The Randall Museum in San Francisco hosts a large HO-scale model model railroad. Created by the Golden Gate Model Railroad Club starting in 1961, the layout was donated to the Museum in 2015. Since then I have started automatizing trains running on the layout. I am also the model railroad maintainer. This blog describes various updates on the Randall project and I maintain a separate blog for all my electronics not directly related to Randall.
2024-11-24 - Napa Yard Turnout Power
Category RandallI was told yesterday that the turnouts in Napa Yard were inoperative. Now, that’s not a huge shock since last week I worked on the Richmond Panel and disconnected a couple unused DC track power leads. It would not be the first time that we find some totally unrelated connection between distant places on the layout.
So let’s look at the Napa Yard:
Here’s what the panel looks like when we open it:
Upfront I can notice that the track power (orange wires) are separate from the turnout power (yellow wires). This is actually as it should be. So now “all” we have to do is follow the turnout wires. They are conveniently located under the layout and a bunch of things have been piled in front of them over the years, making access impossible. So first, I spent 10 minutes removing a cabinet, and before I could even do that I had to remove a couple unused DC equipment components:
The Napa Yard power panel is actually pretty neat, once I was able to crawl in the limited space under the layout:
At the top we have the typical DC / DCC relay, then below we have the old-style “Mark II” power supply which was still powered. On the right we have the yard turnout ladder diode matrix. At the bottom we have the usual “super big capacitor with a basic AC-AC step down converter” which I find in many places on the layout. I couldn’t figure out what it is connected to (but that will change later below).
Although very neat to look at, I realize I just wasted 20 minutes accessing that stuff, because it is clear that power from the turnouts does not come from that panel at all. The big clue is that the yellow/green wires from the turnout diode matrix are not connected to anything on that panel. I originally thought maybe the big capacitor at the bottom would be involved, but nope, closer examination revealed it is not connected to that… or is it? Hard to say.

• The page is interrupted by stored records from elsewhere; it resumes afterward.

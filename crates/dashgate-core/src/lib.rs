//! # dashgate-core
//!
//! The login/logout flow for the dashgate access portal.
//!
//! This crate provides:
//! - The two trait seams (`CredentialSource`, `SessionLedger`)
//! - The pure credential matcher (`auth::authenticate`)
//! - The `Portal` that wires source, matcher, and ledger together
//!
//! ## Usage
//!
//! ```rust,ignore
//! use dashgate_core::{Portal, traits::{CredentialSource, SessionLedger}};
//!
//! let portal = Portal::new(Box::new(source), Box::new(ledger));
//! let outcome = portal.login("ana@x.com", "123")?;
//! ```

pub mod auth;
pub mod portal;
pub mod traits;

pub use portal::{LoginOutcome, Portal};
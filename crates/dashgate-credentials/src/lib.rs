//! # dashgate-credentials
//!
//! Credential sources for the dashgate access portal.
//!
//! Two `CredentialSource` implementations behind one interface:
//!
//! - `CsvCredentialSource` — a spreadsheet-maintained CSV file with a
//!   flexible header row, folded through a declarative alias table
//! - `TomlSecretSource`   — a deploy-managed TOML secrets list with a
//!   fixed schema
//!
//! Both re-read their backing store on every `load()` and collapse any
//! failure into an empty table; the portal turns that into a configuration
//! error.

pub mod alias;
pub mod file;
pub mod secrets;

pub use file::CsvCredentialSource;
pub use secrets::TomlSecretSource;
//! # dashgate-contracts
//!
//! Shared types and error contracts for the dashgate access portal.
//!
//! All crates in the workspace import from here. No I/O lives in this crate
//! — only data definitions, the error taxonomy, and small formatting helpers.

pub mod audit;
pub mod credential;
pub mod error;
pub mod session;

pub use audit::{format_duration, AuditRow};
pub use credential::{CredentialRecord, CredentialTable, DashboardView};
pub use error::{DashgateError, DashgateResult};
pub use session::{LedgerHandle, SessionContext};

#[cfg(test)]
mod tests {
    use super::*;
    use chrono::{Local, TimeDelta};

    fn record(email: &str, link: Option<&str>) -> CredentialRecord {
        CredentialRecord {
            display_name: Some("Ana Souza".to_string()),
            email: email.to_string(),
            password: "123".to_string(),
            dashboard_url: link.map(str::to_string),
        }
    }

    // ── DashboardView ────────────────────────────────────────────────────────

    #[test]
    fn dashboard_view_with_url_embeds() {
        let r = record("ana@x.com", Some("https://bi.example/panel/1"));
        assert_eq!(
            r.dashboard_view(),
            DashboardView::Embedded { url: "https://bi.example/panel/1".to_string() }
        );
    }

    #[test]
    fn dashboard_view_blank_url_shows_notice() {
        // A record with an empty link still authenticates, but the surface
        // must fall back to the "no panel linked" notice.
        assert_eq!(record("ana@x.com", Some("")).dashboard_view(), DashboardView::NoPanelLinked);
        assert_eq!(record("ana@x.com", Some("   ")).dashboard_view(), DashboardView::NoPanelLinked);
        assert_eq!(record("ana@x.com", None).dashboard_view(), DashboardView::NoPanelLinked);
    }

    #[test]
    fn dashboard_view_trims_surrounding_whitespace() {
        let r = record("ana@x.com", Some("  https://bi.example/p  "));
        assert_eq!(
            r.dashboard_view(),
            DashboardView::Embedded { url: "https://bi.example/p".to_string() }
        );
    }

    // ── SessionContext lifecycle ─────────────────────────────────────────────

    #[test]
    fn session_context_starts_empty() {
        let ctx = SessionContext::default();
        assert!(!ctx.authenticated);
        assert!(ctx.user.is_none());
        assert!(ctx.ledger_handle.is_none());
        assert!(ctx.login_time.is_none());
    }

    #[test]
    fn session_context_clear_resets_all_fields() {
        let mut ctx = SessionContext {
            authenticated: true,
            user: Some(record("ana@x.com", None)),
            ledger_handle: Some(LedgerHandle::new()),
            login_time: Some(Local::now()),
        };

        ctx.clear();

        assert!(!ctx.authenticated);
        assert!(ctx.user.is_none());
        assert!(ctx.ledger_handle.is_none());
        assert!(ctx.login_time.is_none());
    }

    // ── LedgerHandle ─────────────────────────────────────────────────────────

    #[test]
    fn ledger_handle_new_produces_unique_values() {
        let handles: std::collections::HashSet<String> =
            (0..100).map(|_| LedgerHandle::new().to_string()).collect();
        assert_eq!(handles.len(), 100);
    }

    // ── Duration formatting ──────────────────────────────────────────────────

    #[test]
    fn format_duration_drops_subsecond_precision() {
        let elapsed = TimeDelta::seconds(307) + TimeDelta::milliseconds(891);
        assert_eq!(format_duration(elapsed), "0:05:07");
    }

    #[test]
    fn format_duration_zero_and_negative_clamp() {
        assert_eq!(format_duration(TimeDelta::zero()), "0:00:00");
        assert_eq!(format_duration(TimeDelta::seconds(-5)), "0:00:00");
    }

    #[test]
    fn format_duration_hours_are_unpadded() {
        assert_eq!(format_duration(TimeDelta::seconds(3_661)), "1:01:01");
        assert_eq!(format_duration(TimeDelta::seconds(26 * 3600 + 62)), "26:01:02");
    }

    // ── AuditRow ─────────────────────────────────────────────────────────────

    #[test]
    fn audit_row_opens_open_and_closes_once() {
        let start = Local::now();
        let mut row = AuditRow::open(LedgerHandle::new(), start, "Ana Souza", "ana@x.com");

        assert!(row.is_open());
        assert_eq!(row.usuario, "Ana Souza");
        assert_eq!(row.email, "ana@x.com");
        assert_eq!(row.data_login, start.format(audit::DATE_FORMAT).to_string());

        row.close(start + TimeDelta::seconds(90), TimeDelta::seconds(90));
        assert!(!row.is_open());
        assert_eq!(row.tempo_sessao.as_deref(), Some("0:01:30"));
    }

    // ── DashgateError display messages ───────────────────────────────────────

    #[test]
    fn error_access_denied_carries_no_field_detail() {
        // Generic by design: callers must not learn which field was wrong.
        assert_eq!(DashgateError::AccessDenied.to_string(), "access denied");
    }

    #[test]
    fn error_config_error_display() {
        let err = DashgateError::ConfigError { reason: "usuarios.csv not found".to_string() };
        let msg = err.to_string();
        assert!(msg.contains("configuration error"));
        assert!(msg.contains("usuarios.csv"));
    }

    #[test]
    fn error_audit_write_failed_display() {
        let err = DashgateError::AuditWriteFailed { reason: "disk full".to_string() };
        let msg = err.to_string();
        assert!(msg.contains("ledger write failed"));
        assert!(msg.contains("disk full"));
    }
}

Since I had spent quite some time accessing that area, I took advantage of it to turn off the DC power supply that is doing nothing except contribute to global warming, and remove a couple unconnected lead wires that were just hanging bare on the floor. Random unlabeled wires laying on the floor, connected to nothing… these are usual lovely features of this layout. Not.
OK so after putting the cabinet back into place, let’s approach this from the other side and actually look at the turnouts for a clue of where they are powered from:
To be clear, I did start there yet I originally saw the mess of wires and thought nothing of them. Now, with some more background, I understand what’s happening with these twin-coils: the yellow / green wires are the power for the twin-coils, and the gray wire is actually the common. And in fact, upon closer inspection, all the turnouts gray wires are connected together and form a bus, which I then traced to this… “thing”:
and that thing is located… under the Richmond Yard panel, where I was unplugging unused equipment last week!
So all I had to do to fix this was plug that gray power plug back in the outlet. I guess my initial suspicion was right. I disconnected this the previous week, wondering what it would affect, and now I know!
I take consolation that I now have a slightly better understanding of the turnout power in Napa, which will be very handy if we ever want to replace some of the turnouts. Orion and I considered replacing some of them. I added a much needed label on the panel and by the Richmond yard:
Looking at the turnout power, we can see a couple interesting things:
The 110 V plug powers a box labeled “25 V AC 2 AMP”. The yellow wires go to a Circuitron Snapper (PDF), and the orange output wires go to the turnouts “bus”: gray is the common to all turnouts, and yellow / green go to the diode matrix on the other panel. I have no idea what the two brown wires do.
I also take note of the two “white with blue” large wires that output from the 25 V AC transformer. These go to the other panel and power that super large capacitor, and I notice they both have that same label with a “I” mark. It’s still not clear to me what this large capacitor / power supply does on the Napa panel, but at least now I know where it is powered from.
I know that we have a spare Circuitron Snapper in the electrical cabinet. I should make a note on it to keep it and where it can be used.
That also means we cannot trivially swap these twin-coils by Tortoises without having a separate / parallel DC bus just for the Tortoises, as they are essentially incompatible with a Snapper.